── DATA TO PROCESS

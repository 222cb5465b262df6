use std::env;

use clap::ValueEnum;

/// Store implementation the proxy runs against.
#[derive(Debug, Clone, Copy, Default, PartialEq, Eq, ValueEnum)]
pub enum Backend {
    /// Process-local store; nothing survives the process.
    #[default]
    Memory,
    /// DynamoDB table (requires the `dynamodb` feature).
    Dynamodb,
}

/// Store configuration loaded from environment variables.
#[derive(Debug, Clone, PartialEq, Eq)]
pub struct Config {
    /// DynamoDB table holding every entity kind (default: "dynamore")
    pub table_name: String,
    /// Custom endpoint URL, for a local DynamoDB
    pub endpoint_url: Option<String>,
    /// AWS region (default: "us-east-1")
    pub region: String,
}

impl Config {
    /// Load configuration from environment variables.
    ///
    /// Environment variables:
    /// - `DYNAMODB_TABLE_NAME` - Table name (default: "dynamore")
    /// - `AWS_ENDPOINT_URL` - Endpoint override; `DDB_ENDPOINT` is read when unset
    /// - `AWS_REGION` - Region (default: "us-east-1")
    pub fn from_env() -> Self {
        Self::from_lookup(|name| env::var(name).ok())
    }

    fn from_lookup(lookup: impl Fn(&str) -> Option<String>) -> Self {
        Self {
            table_name: lookup("DYNAMODB_TABLE_NAME").unwrap_or_else(|| "dynamore".to_string()),
            endpoint_url: lookup("AWS_ENDPOINT_URL").or_else(|| lookup("DDB_ENDPOINT")),
            region: lookup("AWS_REGION").unwrap_or_else(|| "us-east-1".to_string()),
        }
    }

    /// Returns a display string for the target environment.
    pub fn target_display(&self) -> String {
        match &self.endpoint_url {
            Some(url) => format!("Local DynamoDB ({url}), table {}", self.table_name),
            None => format!(
                "AWS DynamoDB (region: {}), table {}",
                self.region, self.table_name
            ),
        }
    }
}

impl Default for Config {
    fn default() -> Self {
        Self::from_env()
    }
}

#[cfg(test)]
mod tests {
    use std::collections::HashMap;

    use super::*;

    fn lookup(vars: &[(&str, &str)]) -> impl Fn(&str) -> Option<String> {
        let vars: HashMap<String, String> = vars
            .iter()
            .map(|(k, v)| (k.to_string(), v.to_string()))
            .collect();
        move |name| vars.get(name).cloned()
    }

    #[test]
    fn test_default_values() {
        let config = Config::from_lookup(lookup(&[]));

        assert_eq!(config.table_name, "dynamore");
        assert_eq!(config.endpoint_url, None);
        assert_eq!(config.region, "us-east-1");
    }

    #[test]
    fn test_values_from_environment() {
        let config = Config::from_lookup(lookup(&[
            ("DYNAMODB_TABLE_NAME", "entities"),
            ("AWS_ENDPOINT_URL", "http://localhost:8000"),
            ("AWS_REGION", "eu-west-1"),
        ]));

        assert_eq!(config.table_name, "entities");
        assert_eq!(config.endpoint_url.as_deref(), Some("http://localhost:8000"));
        assert_eq!(config.region, "eu-west-1");
    }

    #[test]
    fn test_legacy_endpoint_variable() {
        let config = Config::from_lookup(lookup(&[("DDB_ENDPOINT", "http://localhost:4566")]));
        assert_eq!(config.endpoint_url.as_deref(), Some("http://localhost:4566"));

        let config = Config::from_lookup(lookup(&[
            ("DDB_ENDPOINT", "http://localhost:4566"),
            ("AWS_ENDPOINT_URL", "http://localhost:8000"),
        ]));
        assert_eq!(config.endpoint_url.as_deref(), Some("http://localhost:8000"));
    }

    #[test]
    fn test_target_display() {
        let mut config = Config::from_lookup(lookup(&[]));
        assert_eq!(
            config.target_display(),
            "AWS DynamoDB (region: us-east-1), table dynamore"
        );

        config.endpoint_url = Some("http://localhost:8000".to_string());
        assert_eq!(
            config.target_display(),
            "Local DynamoDB (http://localhost:8000), table dynamore"
        );
    }
}
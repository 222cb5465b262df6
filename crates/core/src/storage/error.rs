use thiserror::Error;

/// Errors raised by a store implementation.
///
/// These describe failures unrelated to entity logic: connectivity,
/// throttling, or a response the store client could not interpret.
#[derive(Debug, Error, Clone, PartialEq, Eq)]
pub enum StoreError {
    #[error("Connection failed: {0}")]
    ConnectionFailed(String),
    #[error("Query failed: {0}")]
    QueryFailed(String),
    #[error("Serialization error: {0}")]
    Serialization(String),
    #[error("Invalid item: {0}")]
    InvalidItem(String),
}

/// Result type for store operations.
pub type Result<T> = std::result::Result<T, StoreError>;

#[cfg(test)]
mod tests {
    use super::*;

    #[test]
    fn test_store_error_connection_failed_display() {
        let error = StoreError::ConnectionFailed("timeout after 30s".to_string());
        assert_eq!(error.to_string(), "Connection failed: timeout after 30s");
    }

    #[test]
    fn test_store_error_query_failed_display() {
        let error = StoreError::QueryFailed("Throughput exceeded, please retry".to_string());
        assert_eq!(
            error.to_string(),
            "Query failed: Throughput exceeded, please retry"
        );
    }

    #[test]
    fn test_store_error_serialization_display() {
        let error = StoreError::Serialization("unsupported attribute type".to_string());
        assert_eq!(
            error.to_string(),
            "Serialization error: unsupported attribute type"
        );
    }

    #[test]
    fn test_store_error_invalid_item_display() {
        let error = StoreError::InvalidItem("missing key attribute PK".to_string());
        assert_eq!(error.to_string(), "Invalid item: missing key attribute PK");
    }
}
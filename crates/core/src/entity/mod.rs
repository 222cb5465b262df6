//! Entity kinds and validated entity instances.

mod descriptor;
mod hooks;
mod instance;
pub mod keys;

pub use descriptor::{EntityDescriptor, DEFAULT_IDENTITY_ATTRIBUTE};
pub use hooks::{AugmentHook, Hooks, PostHook, PreHook};
pub use instance::{filter_keys, Entity};
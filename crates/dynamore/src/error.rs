//! Shell error types.

use thiserror::Error;

/// Result type alias for the shell.
pub type Result<T> = std::result::Result<T, CliError>;

/// Errors raised before a request reaches the proxy.
#[derive(Error, Debug)]
pub enum CliError {
    #[error("Cannot read schema file {path}: {source}")]
    SchemaFile {
        path: String,
        #[source]
        source: std::io::Error,
    },

    #[error("Invalid schema document: {0}")]
    Schema(#[source] serde_json::Error),

    #[error("Invalid input: {0}")]
    InvalidInput(String),

    #[error("JSON error: {0}")]
    Json(#[from] serde_json::Error),

    #[error(
        "{0} needs an item stored by an earlier run, but the memory backend keeps nothing \
         between runs; use --backend dynamodb"
    )]
    EphemeralBackend(dynamore_core::Verb),

    #[error("Backend `{0}` is not available in this build")]
    BackendUnavailable(String),

    #[error(transparent)]
    Proxy(#[from] dynamore_core::ProxyError),

    #[error(transparent)]
    Store(#[from] dynamore_core::StoreError),
}
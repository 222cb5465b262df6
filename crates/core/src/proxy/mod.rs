//! CRUD orchestration over an [`ItemStore`](crate::storage::ItemStore).

mod outcome;
mod query;
mod store_proxy;

pub use outcome::ReadOutcome;
pub use query::{query, QueryResponse};
pub use store_proxy::{ProxyOptions, StoreProxy};
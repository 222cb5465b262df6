//! Pretty output formatting.

use dynamore_core::{Attributes, ReadOutcome, Verb};
use serde_json::Value;

/// Format one item as indented `name: value` lines, sorted by name.
pub fn format_item(item: &Attributes) -> String {
    let mut names: Vec<_> = item.keys().collect();
    names.sort();
    names
        .into_iter()
        .map(|name| format!("  {}: {}", name, format_value(&item[name])))
        .collect::<Vec<_>>()
        .join("\n")
}

/// Format every item of a scan.
pub fn format_items(items: &[Attributes]) -> String {
    if items.is_empty() {
        return "No items found.".to_string();
    }
    let mut output = format!("ITEMS ({})\n", items.len());
    output.push_str(&"-".repeat(40));
    for item in items {
        output.push_str(&format!("\n{}", format_item(item)));
        output.push('\n');
    }
    output
}

/// Format the outcome of `verb` for display.
pub fn format_outcome(verb: Verb, outcome: &ReadOutcome) -> String {
    match outcome {
        ReadOutcome::Item(item) => match verb {
            Verb::Create => format!("Created:\n{}", format_item(item)),
            Verb::Replace => format!("Replaced:\n{}", format_item(item)),
            Verb::PartialUpdate => format!("Updated:\n{}", format_item(item)),
            Verb::Delete => format!("Deleted:\n{}", format_item(item)),
            Verb::Read => format_item(item),
        },
        ReadOutcome::Items(items) => format_items(items),
        ReadOutcome::Absent => "Not found.".to_string(),
    }
}

fn format_value(value: &Value) -> String {
    match value {
        Value::String(s) => s.clone(),
        other => other.to_string(),
    }
}

#[cfg(test)]
mod tests {
    use super::*;
    use serde_json::json;

    fn jeanne() -> Attributes {
        json!({"name": "Jeanne", "age": 123, "address": {"city": "Paris"}})
            .as_object()
            .cloned()
            .unwrap()
    }

    #[test]
    fn test_format_item_sorts_attributes() {
        assert_eq!(
            format_item(&jeanne()),
            "  address: {\"city\":\"Paris\"}\n  age: 123\n  name: Jeanne"
        );
    }

    #[test]
    fn test_format_outcome_labels_verb() {
        let output = format_outcome(Verb::Create, &ReadOutcome::Item(jeanne()));
        assert!(output.starts_with("Created:\n"));

        let output = format_outcome(Verb::Read, &ReadOutcome::Item(jeanne()));
        assert!(output.starts_with("  address"));
    }

    #[test]
    fn test_format_empty_and_absent() {
        assert_eq!(
            format_outcome(Verb::Read, &ReadOutcome::Items(Vec::new())),
            "No items found."
        );
        assert_eq!(format_outcome(Verb::Read, &ReadOutcome::Absent), "Not found.");
    }

    #[test]
    fn test_format_items_header() {
        let output = format_items(&[jeanne(), jeanne()]);
        assert!(output.starts_with("ITEMS (2)\n"));
    }
}
//! dynamore - single-table entity storage.
//!
//! The imperative shell around `dynamore_core`: store implementations,
//! environment configuration and the command-line front end.

pub mod cli;
pub mod config;
pub mod error;
pub mod output;
pub mod storage;

pub use config::{Backend, Config};
pub use error::{CliError, Result};
pub use storage::inmemory::InMemoryStore;

#[cfg(feature = "dynamodb")]
pub use storage::dynamodb::DynamoDbStore;
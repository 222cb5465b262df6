//! dynamore_core - functional core of the dynamore single-table entity layer.
//!
//! Entity kinds are described by an [`EntityDescriptor`]: a typed schema, the
//! attribute that carries the item identity, the partition/sort key names and
//! optional hooks. The [`StoreProxy`] drives create, replace, partial update,
//! delete and read against any [`ItemStore`] implementation.

pub mod codec;
pub mod entity;
pub mod error;
pub mod http_mapping;
pub mod proxy;
pub mod schema;
pub mod storage;
pub mod verb;

pub use entity::{Entity, EntityDescriptor, Hooks};
pub use error::{ProxyError, Result};
pub use proxy::{ProxyOptions, ReadOutcome, StoreProxy};
pub use schema::{DraftValidator, EntitySchema, PropertySchema, PropertyType, SchemaValidator};
pub use storage::{Attributes, Item, ItemStore, KeyNames, PrimaryKey, StoreError, StoredValue};
pub use verb::Verb;
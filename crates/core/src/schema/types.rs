use std::collections::{BTreeMap, BTreeSet};
use std::fmt;

use serde::{Deserialize, Serialize};
use serde_json::Value;

/// Declared type of one property.
///
/// Serialized as the JSON-schema type name. Any name that is not a built-in
/// type is a custom type resolved through the validator's type registry.
#[derive(Debug, Clone, PartialEq, Eq, Serialize, Deserialize)]
#[serde(from = "String", into = "String")]
pub enum PropertyType {
    String,
    Integer,
    Number,
    Boolean,
    Array,
    Object,
    Null,
    Custom(String),
}

impl From<String> for PropertyType {
    fn from(name: String) -> Self {
        match name.as_str() {
            "string" => Self::String,
            "integer" => Self::Integer,
            "number" => Self::Number,
            "boolean" => Self::Boolean,
            "array" => Self::Array,
            "object" => Self::Object,
            "null" => Self::Null,
            _ => Self::Custom(name),
        }
    }
}

impl From<PropertyType> for String {
    fn from(kind: PropertyType) -> Self {
        kind.to_string()
    }
}

impl fmt::Display for PropertyType {
    fn fmt(&self, f: &mut fmt::Formatter<'_>) -> fmt::Result {
        let name = match self {
            Self::String => "string",
            Self::Integer => "integer",
            Self::Number => "number",
            Self::Boolean => "boolean",
            Self::Array => "array",
            Self::Object => "object",
            Self::Null => "null",
            Self::Custom(name) => name,
        };
        f.write_str(name)
    }
}

/// Constraints on a single property.
///
/// Object values may declare their own `properties` and `required` members,
/// and array values an `items` schema; both are checked recursively. Unlike
/// the top level of an [`EntitySchema`], a nested object accepts undeclared
/// members unless `additionalProperties` is `false`.
#[derive(Debug, Clone, Default, PartialEq, Serialize, Deserialize)]
#[serde(rename_all = "camelCase")]
pub struct PropertySchema {
    #[serde(rename = "type", default, skip_serializing_if = "Option::is_none")]
    pub kind: Option<PropertyType>,
    #[serde(rename = "enum", default, skip_serializing_if = "Option::is_none")]
    pub allowed: Option<Vec<Value>>,
    #[serde(alias = "min", default, skip_serializing_if = "Option::is_none")]
    pub minimum: Option<f64>,
    #[serde(alias = "max", default, skip_serializing_if = "Option::is_none")]
    pub maximum: Option<f64>,
    #[serde(default, skip_serializing_if = "Option::is_none")]
    pub min_length: Option<usize>,
    #[serde(default, skip_serializing_if = "Option::is_none")]
    pub max_length: Option<usize>,
    /// Named string format, resolved through the type registry.
    #[serde(default, skip_serializing_if = "Option::is_none")]
    pub format: Option<String>,
    #[serde(default, skip_serializing_if = "BTreeSet::is_empty")]
    pub required: BTreeSet<String>,
    #[serde(default, skip_serializing_if = "BTreeMap::is_empty")]
    pub properties: BTreeMap<String, PropertySchema>,
    #[serde(default, skip_serializing_if = "Option::is_none")]
    pub additional_properties: Option<bool>,
    #[serde(default, skip_serializing_if = "Option::is_none")]
    pub items: Option<Box<PropertySchema>>,
    #[serde(default, skip_serializing_if = "Option::is_none")]
    pub min_items: Option<usize>,
    #[serde(default, skip_serializing_if = "Option::is_none")]
    pub max_items: Option<usize>,
}

impl PropertySchema {
    pub fn of(kind: PropertyType) -> Self {
        Self {
            kind: Some(kind),
            ..Self::default()
        }
    }

    pub fn string() -> Self {
        Self::of(PropertyType::String)
    }

    pub fn integer() -> Self {
        Self::of(PropertyType::Integer)
    }

    pub fn number() -> Self {
        Self::of(PropertyType::Number)
    }

    pub fn boolean() -> Self {
        Self::of(PropertyType::Boolean)
    }

    pub fn uuid4() -> Self {
        Self::of(PropertyType::Custom(super::UUID4_TYPE.to_string()))
    }

    pub fn object() -> Self {
        Self::of(PropertyType::Object)
    }

    /// An array whose elements all satisfy `items`.
    pub fn array_of(items: PropertySchema) -> Self {
        Self {
            items: Some(Box::new(items)),
            ..Self::of(PropertyType::Array)
        }
    }

    /// Restricts the property to the given values.
    pub fn one_of<I, V>(mut self, values: I) -> Self
    where
        I: IntoIterator<Item = V>,
        V: Into<Value>,
    {
        self.allowed = Some(values.into_iter().map(Into::into).collect());
        self
    }

    /// Inclusive numeric bounds.
    pub fn range(mut self, minimum: Option<f64>, maximum: Option<f64>) -> Self {
        self.minimum = minimum;
        self.maximum = maximum;
        self
    }

    /// Inclusive string length bounds, counted in characters.
    pub fn length(mut self, min_length: Option<usize>, max_length: Option<usize>) -> Self {
        self.min_length = min_length;
        self.max_length = max_length;
        self
    }

    /// Inclusive bounds on the number of array elements.
    pub fn item_count(mut self, min_items: Option<usize>, max_items: Option<usize>) -> Self {
        self.min_items = min_items;
        self.max_items = max_items;
        self
    }

    pub fn with_format(mut self, format: impl Into<String>) -> Self {
        self.format = Some(format.into());
        self
    }

    /// Declares an optional member of an object value.
    pub fn property(mut self, name: impl Into<String>, schema: PropertySchema) -> Self {
        self.properties.insert(name.into(), schema);
        self
    }

    /// Declares a required member of an object value.
    pub fn required_property(mut self, name: impl Into<String>, schema: PropertySchema) -> Self {
        let name = name.into();
        self.required.insert(name.clone());
        self.properties.insert(name, schema);
        self
    }

    pub fn allow_additional_properties(mut self, allowed: bool) -> Self {
        self.additional_properties = Some(allowed);
        self
    }
}

/// Declarative shape of an entity kind.
///
/// Deserializes from a JSON-schema style document:
///
/// ```
/// use dynamore_core::schema::EntitySchema;
///
/// let schema: EntitySchema = serde_json::from_str(r#"{
///     "title": "PERSON",
///     "type": "object",
///     "required": ["name"],
///     "properties": {"name": {"type": "string"}},
///     "additionalProperties": false
/// }"#).unwrap();
/// assert_eq!(schema.title, "PERSON");
/// ```
#[derive(Debug, Clone, PartialEq, Serialize, Deserialize)]
#[serde(rename_all = "camelCase")]
pub struct EntitySchema {
    pub title: String,
    #[serde(default)]
    pub required: BTreeSet<String>,
    #[serde(default)]
    pub properties: BTreeMap<String, PropertySchema>,
    #[serde(default)]
    pub additional_properties: bool,
}

impl EntitySchema {
    /// An empty schema: no properties, nothing required, nothing extra allowed.
    pub fn new(title: impl Into<String>) -> Self {
        Self {
            title: title.into(),
            required: BTreeSet::new(),
            properties: BTreeMap::new(),
            additional_properties: false,
        }
    }

    /// Declares an optional property.
    pub fn property(mut self, name: impl Into<String>, schema: PropertySchema) -> Self {
        self.properties.insert(name.into(), schema);
        self
    }

    /// Declares a required property.
    pub fn required_property(mut self, name: impl Into<String>, schema: PropertySchema) -> Self {
        let name = name.into();
        self.required.insert(name.clone());
        self.properties.insert(name, schema);
        self
    }

    pub fn allow_additional_properties(mut self, allowed: bool) -> Self {
        self.additional_properties = allowed;
        self
    }
}
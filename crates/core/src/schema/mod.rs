//! Entity schemas and their validation.
//!
//! A schema is plain typed data ([`EntitySchema`]); checking data against it
//! goes through the [`SchemaValidator`] capability so the engine can be
//! swapped without touching entity logic.

mod error;
mod registry;
mod types;
mod validator;

pub use error::ValidationError;
pub use registry::{is_uuid4, TypeCheck, TypeRegistry, UUID4_TYPE};
pub use types::{EntitySchema, PropertySchema, PropertyType};
pub use validator::{DraftValidator, SchemaValidator};
use crate::entity::{keys, EntityDescriptor};
use crate::error::{ProxyError, Result};
use crate::storage::{Attributes, Item, ItemStore, PrimaryKey};

/// Raw store response of [`query`].
#[derive(Debug, Clone, PartialEq)]
pub enum QueryResponse {
    /// Point lookup hit.
    Item(Item),
    /// Point lookup miss for the given key.
    Miss(PrimaryKey),
    /// The identity attribute is present but cannot form a key (`null`, a
    /// list or a map), so no item can match.
    Unkeyed,
    /// Partition scan of the whole entity kind.
    Items(Vec<Item>),
}

/// Looks up the item `data` identifies, or scans the entity kind.
///
/// The exact-match lookup always comes first; the partition scan is only
/// used when `data` does not carry the identity attribute at all. A present
/// identity that cannot form a key never falls back to the scan.
pub async fn query<S>(
    descriptor: &EntityDescriptor,
    data: &Attributes,
    store: &S,
) -> Result<QueryResponse>
where
    S: ItemStore + ?Sized,
{
    if !keys::has_identity_attribute(descriptor, data) {
        let names = descriptor.primary_key_names();
        let partition = keys::partition_value(descriptor.title());
        tracing::debug!(entity = %descriptor.title(), "Scanning all items of entity kind");
        let items = store
            .query_partition(&names.partition, &partition)
            .await
            .map_err(store_failure)?;
        return Ok(QueryResponse::Items(items));
    }

    match keys::make_identity(descriptor, data) {
        Ok(key) => {
            tracing::debug!(entity = %descriptor.title(), key = %key, "Trying exact match");
            match store.get_item(&key).await.map_err(store_failure)? {
                Some(item) => Ok(QueryResponse::Item(item)),
                None => {
                    tracing::debug!(key = %key, "Exact match not found");
                    Ok(QueryResponse::Miss(key))
                }
            }
        }
        Err(ProxyError::MissingIdentity { attribute, .. }) => {
            tracing::debug!(entity = %descriptor.title(), %attribute, "Identity cannot form a key");
            Ok(QueryResponse::Unkeyed)
        }
        Err(err) => Err(err),
    }
}

pub(crate) fn store_failure(err: crate::storage::StoreError) -> ProxyError {
    tracing::error!(error = %err, "Store call failed");
    ProxyError::Store(err)
}
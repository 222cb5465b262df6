//! DynamoDB storage backend implementation.
//!
//! Implements `ItemStore` on one table using `aws-sdk-dynamodb`. Every entity
//! kind shares the table; items are addressed by their partition and sort key.

mod conversions;
mod error;
mod store;
mod table;

pub use store::DynamoDbStore;
pub use table::{create_table, delete_table};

────

TASK DESCRIPTION -
Return each line of the data where the word "allowed" appears.

PROBLEM SOLUTION -
    pub allowed: Option<Vec<Value>>,
        self.allowed = Some(values.into_iter().map(Into::into).collect());
    pub fn allow_additional_properties(mut self, allowed: bool) -> Self {
        self.additional_properties = Some(allowed);
    /// An empty schema: no properties, nothing required, nothing extra allowed.
    pub fn allow_additional_properties(mut self, allowed: bool) -> Self {
        self.additional_properties = allowed;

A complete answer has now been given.